More voltage generally improves stability, because there is more slack to close timing. Instability with high voltage suggests dangerous levels. A software patch can lower the voltage from this point on, but it can't take back any accumulated fatigue.
I was recently looking at building and buying a couple systems. I've always liked Intel. I went AMD this time.
It seemed like the base frequencies vs boost frequencies were much farther apart on Intel than with most of the AMDs. This was especially true on the laptops were cooling is a larger concern. So I suspect they were pushing limits.
Also, the performance core vs efficiency core stuff seemed kind of gimmicky with so few performance cores and so many efficiency cores. Like look at this 20 core processor! Oh wait, it's really an 8 core when it comes to performance. Hard to compare that to a 12 core 3D cached Ryzen with even higher clock...
I will say, it seems intel might still have some advantages. It seems AMD had an issue supporting ECC with the current chipsets. I almost went Intel because of it. I ended up deciding that DDR5 built in error correction was enough for me. The performance graphs also seem to indicate a smoother throughput suggesting more efficient or elegant execution (less blocking?). But on the average the AMDs seem to be putting out similar end results even if the graph is a bit more "spikey".
> It seems AMD had an issue supporting ECC with the current chipsets.
AMD has the advantage with regards to ECC. Intel doesn't support ECC at all on consumer chips, you need to go Xeon. AMD supports it on all chips, but it is up to the motherboard vendor to (correctly) implement. You can get consumer-class AM4/5 boards that have ECC support.
There was a strange happening with AMD laptop CPUs (“APUs”): the non-soldered DDR5 variants of the 7x40’s were advertised to support ECC RAM on AMD’s website up until a couple months before any actual laptops were sold, then that was silently changed and ECC is only on the PRO models now. I still don’t know if this is a straightforward manufacturing or chipset issue of some kind or a sign of market segmentation to come.
(I’m quite salty I couldn’t get my Framework 13 with ECC RAM because of this.)
Unfortunately not. I can't say for current gen, but the 5000 series APUs like the 5600G do not support ECC. I know, I tried...
But yes, most Ryzen CPUs do have ECC functionality, and have had it since the 1000 series, even if not officially supported. Official support for ECC is only on Ryzen PRO parts.
Intel has always had randomly supported ECC on desktop CPUs. Sometimes it was just a few low end SKUs, sometimes higher end SKUs. 14th gen it appears i9s and i7s do, didn't check i5s, but i3s did not.
My understanding is that it's screwed up for multiple vendors and chipsets. The boards might say they support it, but there are some updates saying it's not. It seemed extremely hard to find any that actually supported it. It was actually easier to find new Intel boards supporting ECC.

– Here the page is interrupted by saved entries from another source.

//! Calculator service.
//!
//! # Architecture Overview
//!
//! ```text
//!   Client ──▶ listener ──▶ instrumentation ──▶ timeout ──▶ handler ──▶ calculator binary
//!                              │    ▲                          │          (TRACE_ID, SPAN_ID,
//!                              │    └──── trace headers ◀──────┘           PARENT_SPAN_ID)
//!                              ▼
//!                    JSON logs (stdout)     metrics segments ──▶ /actuator/prometheus
//! ```
//!
//! Several worker processes may share one metrics directory; each owns its
//! own segment and every scrape merges all of them.

use std::path::PathBuf;
use std::process::ExitCode;

use clap::Parser;

use calculator_service::config::resolve_config;
use calculator_service::lifecycle::{Service, Shutdown};
use calculator_service::observability::init_logging;

#[derive(Debug, Parser)]
#[command(name = "calculator-service", version, about = "HTTP façade for the calculator binary")]
struct Cli {
    /// Path to a TOML configuration file.
    #[arg(short, long)]
    config: Option<PathBuf>,

    /// Override the listener bind address.
    #[arg(short, long)]
    bind: Option<String>,
}

#[tokio::main]
async fn main() -> ExitCode {
    let cli = Cli::parse();

    let mut config = match resolve_config(cli.config.as_deref()) {
        Ok(config) => config,
        Err(e) => {
            eprintln!("calculator-service: {}", e);
            return ExitCode::FAILURE;
        }
    };
    if let Some(bind) = cli.bind {
        config.listener.bind_address = bind;
    }

    if let Err(e) = init_logging(&config.observability) {
        eprintln!("calculator-service: {}", e);
        return ExitCode::FAILURE;
    }

    tracing::info!(
        version = env!("CARGO_PKG_VERSION"),
        bind_address = %config.listener.bind_address,
        calculator = %config.calculator.binary_path.display(),
        metrics_enabled = config.observability.metrics_enabled,
        tracing_enabled = config.observability.tracing_enabled,
        "calculator-service starting"
    );

    let service = match Service::prepare(config).await {
        Ok(service) => service,
        Err(e) => {
            tracing::error!(error = %e, "Startup failed");
            return ExitCode::FAILURE;
        }
    };

    let metrics = service.metrics();
    if metrics.is_active() {
        if let Err(e) = metrics.install() {
            tracing::warn!(error = %e, "Metrics facade recorder not installed");
        }
    }

    let shutdown = Shutdown::new();
    let run = service.run(&shutdown);
    shutdown.trigger_on_signal();

    if let Err(e) = run.await {
        tracing::error!(error = %e, "Server terminated with error");
        return ExitCode::FAILURE;
    }

    tracing::info!("Shutdown complete");
    ExitCode::SUCCESS
}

yeah wendell put out a video a few weeks ago exploring a bunch of problems with asrock rack-branded server-market B650 motherboards and basically the ECC situation was exactly what everyone warns about: the various BIOS versions wandered between "works, but doesn't forward the errors", "doesn't work, and doesn't forward the errors", and (excitingly) "doesn't work and doesn't even post". We are a year and a half after zen4 launched and there barely are any server-branded boards to begin with, and even those boards don't work right.
I don't know how many times it has to be said but "doesn't explicitly disable" is not the same thing as "support". There are lots of other enablement steps that are required to get ECC to work properly, and they really need to be explicitly tested with each release (which if it is "not explicitly disabled", it's not getting tested). Support means you can complain to someone when it doesn't work right.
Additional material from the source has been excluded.